Student Question
Do the references to "trains" in Oliver Goldsmith's "The Deserted Village" have commonalities?
Quick answer:
In "The Deserted Village," Oliver Goldsmith repeatedly uses the term "train" to refer to groups of people, emphasizing their communal aspects. This usage, drawing from a poetic sense of "train" as a set or class of persons, highlights various societal groups, such as villagers, traders, and vagrants. The consistent use underscores the poem's lament over the loss of cohesive communities, particularly the villagers, whom the speaker admires and mourns.

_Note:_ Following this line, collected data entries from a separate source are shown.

//! Connection pumps driven over in-memory streams

use std::sync::atomic::Ordering;
use std::sync::Arc;
use std::time::Duration;

use pig_arena_server::game::constants::net::{MAX_INBOUND_FRAME, MAX_OUTBOUND_FRAME};
use pig_arena_server::game::dice::ScriptedDie;
use pig_arena_server::game::state::Rules;
use pig_arena_server::lobby::actor::MatchActor;
use pig_arena_server::lobby::{spawn_match, ActorSettings, MatchHandle};
use pig_arena_server::metrics::Metrics;
use pig_arena_server::net::connection::{channel, Connection, Departure, Liveness};
use pig_arena_server::net::framing::{read_frame, write_frame};
use pig_arena_server::net::protocol::{decode, ErrorKind, MessageType, Outcome, ServerMessage};
use tokio::io::{duplex, split, AsyncRead, AsyncWriteExt, DuplexStream, ReadHalf, WriteHalf};
use tokio::sync::mpsc;
use tokio::task::JoinHandle;
use tokio::time::timeout;
use uuid::Uuid;

struct Client {
    id: Uuid,
    reader: ReadHalf<DuplexStream>,
    writer: WriteHalf<DuplexStream>,
    task: JoinHandle<Departure>,
}

fn session_with(outcomes: Vec<u32>) -> MatchHandle {
    spawn_match(
        Uuid::new_v4(),
        Rules::with_target(100),
        ActorSettings::default(),
        Box::new(ScriptedDie::new(outcomes)),
        Arc::new(Metrics::new()),
    )
}

/// Join `session` over an in-memory stream and start both pumps
fn connect(session: &MatchHandle, name: &str, liveness: Liveness, metrics: Arc<Metrics>) -> Client {
    let id = Uuid::new_v4();
    let (handle, outbox) = channel(id, 64);
    let driver = Connection::new(session.clone(), &handle, liveness, metrics);
    session.join(handle, name.to_string()).unwrap();

    let (client, server) = duplex(16 * 1024);
    let (server_reader, server_writer) = split(server);
    let (reader, writer) = split(client);
    let task = tokio::spawn(driver.serve(server_reader, server_writer, outbox));

    Client {
        id,
        reader,
        writer,
        task,
    }
}

async fn next_message<R: AsyncRead + Unpin>(reader: &mut R) -> ServerMessage {
    let frame = timeout(Duration::from_secs(2), read_frame(reader, MAX_OUTBOUND_FRAME))
        .await
        .expect("timed out reading frame")
        .expect("frame");
    decode(&frame).expect("server message")
}

async fn expect_kind<R: AsyncRead + Unpin>(reader: &mut R, kind: MessageType) -> ServerMessage {
    loop {
        let message = next_message(reader).await;
        if message.kind == kind {
            return message;
        }
    }
}

async fn send(client: &mut Client, payload: &[u8]) {
    write_frame(&mut client.writer, payload, MAX_INBOUND_FRAME)
        .await
        .unwrap();
}

async fn expect_in_outbox(
    outbox: &mut mpsc::Receiver<Arc<ServerMessage>>,
    kind: MessageType,
) -> Arc<ServerMessage> {
    loop {
        let message = timeout(Duration::from_secs(2), outbox.recv())
            .await
            .unwrap()
            .unwrap();
        if message.kind == kind {
            return message;
        }
    }
}

#[tokio::test]
async fn test_inbound_frames_reach_the_session() {
    let metrics = Arc::new(Metrics::new());
    let session = session_with(vec![3]);
    let mut a = connect(&session, "A", Liveness::default(), metrics.clone());

    let joined = next_message(&mut a.reader).await;
    assert_eq!(joined.kind, MessageType::Joined);
    assert_eq!(joined.participant_id, Some(a.id));

    let b = Uuid::new_v4();
    let (b_handle, mut b_box) = channel(b, 64);
    session.join(b_handle, "B".to_string()).unwrap();
    expect_kind(&mut a.reader, MessageType::Started).await;

    send(&mut a, br#"{"action":"pong"}"#).await;
    send(&mut a, br#"{"action":"roll"}"#).await;

    let update = expect_kind(&mut a.reader, MessageType::Updated).await;
    assert_eq!(update.participant_id, Some(a.id));
    assert_eq!(
        update.outcome,
        Some(Outcome::Rolled {
            value: 3,
            forfeited: false
        })
    );

    let seen_by_b = expect_in_outbox(&mut b_box, MessageType::Updated).await;
    assert_eq!(seen_by_b.state.as_ref().unwrap().accumulator, 3);
    assert_eq!(metrics.connections_active.load(Ordering::Relaxed), 1);
}

#[tokio::test]
async fn test_malformed_frame_closes_and_leaves() {
    let metrics = Arc::new(Metrics::new());
    let session = session_with(vec![]);

    let b = Uuid::new_v4();
    let (b_handle, mut b_box) = channel(b, 64);
    session.join(b_handle, "B".to_string()).unwrap();

    let mut a = connect(&session, "A", Liveness::default(), metrics.clone());
    expect_kind(&mut a.reader, MessageType::Started).await;

    send(&mut a, b"not json").await;
    let departure = timeout(Duration::from_secs(2), a.task).await.unwrap().unwrap();
    assert_eq!(departure, Departure::ProtocolError);

    let left = expect_in_outbox(&mut b_box, MessageType::Left).await;
    assert_eq!(left.participant_id, Some(a.id));
    let over = expect_in_outbox(&mut b_box, MessageType::Over).await;
    assert_eq!(over.state.as_ref().unwrap().winner, Some(b));

    assert_eq!(metrics.connections_active.load(Ordering::Relaxed), 0);
    assert_eq!(metrics.connections_total.load(Ordering::Relaxed), 1);
}

#[tokio::test]
async fn test_oversized_frame_is_a_protocol_error() {
    let session = session_with(vec![]);
    let mut a = connect(&session, "A", Liveness::default(), Arc::new(Metrics::new()));

    let len = (MAX_INBOUND_FRAME as u32 + 1).to_le_bytes();
    a.writer.write_all(&len).await.unwrap();
    a.writer.flush().await.unwrap();

    let departure = timeout(Duration::from_secs(2), a.task).await.unwrap().unwrap();
    assert_eq!(departure, Departure::ProtocolError);
}

#[tokio::test]
async fn test_silent_client_times_out_after_pings() {
    let liveness = Liveness {
        ping_period: Duration::from_millis(20),
        pong_wait: Duration::from_millis(150),
        write_wait: Duration::from_secs(1),
    };
    let session = session_with(vec![]);
    let mut a = connect(&session, "A", liveness, Arc::new(Metrics::new()));

    let ping = expect_kind(&mut a.reader, MessageType::Ping).await;
    assert!(ping.state.is_none());

    let departure = timeout(Duration::from_secs(2), a.task).await.unwrap().unwrap();
    assert_eq!(departure, Departure::ReadTimeout);

    let summary = session.wait_for(|s| s.connections == 0).await.unwrap();
    assert!(!summary.snapshot.participants[0].active);
}

#[tokio::test]
async fn test_pongs_keep_connection_alive() {
    let liveness = Liveness {
        ping_period: Duration::from_millis(20),
        pong_wait: Duration::from_millis(100),
        write_wait: Duration::from_secs(1),
    };
    let session = session_with(vec![]);
    let mut a = connect(&session, "A", liveness, Arc::new(Metrics::new()));

    for _ in 0..10 {
        expect_kind(&mut a.reader, MessageType::Ping).await;
        send(&mut a, br#"{"action":"pong"}"#).await;
    }
    assert!(!a.task.is_finished());

    a.writer.shutdown().await.unwrap();
    let departure = timeout(Duration::from_secs(2), a.task).await.unwrap().unwrap();
    assert_eq!(departure, Departure::ClientClosed);
}

#[tokio::test]
async fn test_released_mailbox_ends_the_connection() {
    let session = session_with(vec![]);
    let (handle, outbox) = channel(Uuid::new_v4(), 4);
    let driver = Connection::new(session.clone(), &handle, Liveness::default(), Arc::new(Metrics::new()));
    drop(handle);

    let (_client, server) = duplex(1024);
    let (reader, writer) = split(server);
    let departure = timeout(Duration::from_secs(2), driver.serve(reader, writer, outbox))
        .await
        .unwrap();
    assert_eq!(departure, Departure::SessionClosed);
}

#[tokio::test]
async fn test_busy_session_answers_sender_privately() {
    let metrics = Arc::new(Metrics::new());
    // Never run, so the pending join keeps the single mailbox slot occupied
    let (_actor, session) = MatchActor::new(
        Uuid::new_v4(),
        Rules::default(),
        ActorSettings {
            mailbox_capacity: 1,
            ..ActorSettings::default()
        },
        Box::new(ScriptedDie::new(vec![3])),
        Arc::new(Metrics::new()),
    );
    let mut a = connect(&session, "A", Liveness::default(), metrics.clone());

    send(&mut a, br#"{"action":"roll"}"#).await;

    let reply = next_message(&mut a.reader).await;
    assert_eq!(reply.kind, MessageType::Error);
    let error = reply.error.expect("error payload");
    assert_eq!(error.kind, ErrorKind::Busy);
    assert!(error.message.contains("roll"));
    assert_eq!(metrics.actions_busy.load(Ordering::Relaxed), 1);

    // Still connected; the client decides whether to resubmit
    assert!(!a.task.is_finished());
}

Oliver Goldsmith uses the word “train” a number of times in his poem “The Deserted Village,” but he uses it in a sense that is unusual today. The sense in which Goldsmith most often employs the word refers to a group of persons. The Oxford English Dictionary, in definition # 11 in its first discussion of “train” as a noun, gives Goldsmith’s probable meaning as “a set or class of persons,” and it indicates that this usage tends to appear in poetry.
The first reference to “train” in “The Deserted Village” appears in lines 17-18:
. . . all the village train, from labour free,
Led up their sports beneath the spreading tree!
The word “train” here refers to the inhabitants of the village. Later, in lines 63-64, the speaker reports that
. . . Trade's unfeeling train
Usurp the land, and dispossess the swain . ....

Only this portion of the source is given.